MATERIAL PROVIDED below:

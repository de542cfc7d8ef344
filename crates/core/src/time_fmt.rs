// SPDX-License-Identifier: BUSL-1.1
// Copyright (c) 2026 Alfred Jean LLC

//! Runtime timestamp strings and duration formatting

use chrono::DateTime;

/// Build the human-readable runtime identifier for a run activation.
///
/// The wall-clock part comes from `epoch_ms`; the final three digits of the
/// microsecond field carry `seq` so that runs started within the same
/// millisecond still get distinct, monotonically increasing runtimes.
pub fn runtime_stamp(epoch_ms: u64, seq: u64) -> String {
    let secs = (epoch_ms / 1000) as i64;
    let micros = (epoch_ms % 1000) * 1000 + seq % 1000;
    let base = DateTime::from_timestamp(secs, 0).unwrap_or_default();
    format!("{}.{:06}", base.format("%Y-%m-%d %H:%M:%S"), micros)
}

/// Format a duration in whole seconds as `H:MM:SS`, with a day prefix once
/// it exceeds 24 hours (`1 day, 0:00:00`).
pub fn format_duration(total_secs: u64) -> String {
    let days = total_secs / 86_400;
    let rem = total_secs % 86_400;
    let (hours, minutes, seconds) = (rem / 3600, rem % 3600 / 60, rem % 60);
    let clock = format!("{}:{:02}:{:02}", hours, minutes, seconds);
    match days {
        0 => clock,
        1 => format!("1 day, {}", clock),
        n => format!("{} days, {}", n, clock),
    }
}

#[cfg(test)]
#[path = "time_fmt_tests.rs"]
mod tests;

End of MATERIAL PROVIDED.

WHAT THIS TASK INVOLVES ▸ The lines beginning with the one that holds "hours, minutes, seconds);" and ending with the last line of the data above are to be reproduced exactly, and nothing else.

YOUR SOLUTION ▸
    let clock = format!("{}:{:02}:{:02}", hours, minutes, seconds);
    match days {
        0 => clock,
        1 => format!("1 day, {}", clock),
        n => format!("{} days, {}", n, clock),
    }
}

#[cfg(test)]
#[path = "time_fmt_tests.rs"]
mod tests;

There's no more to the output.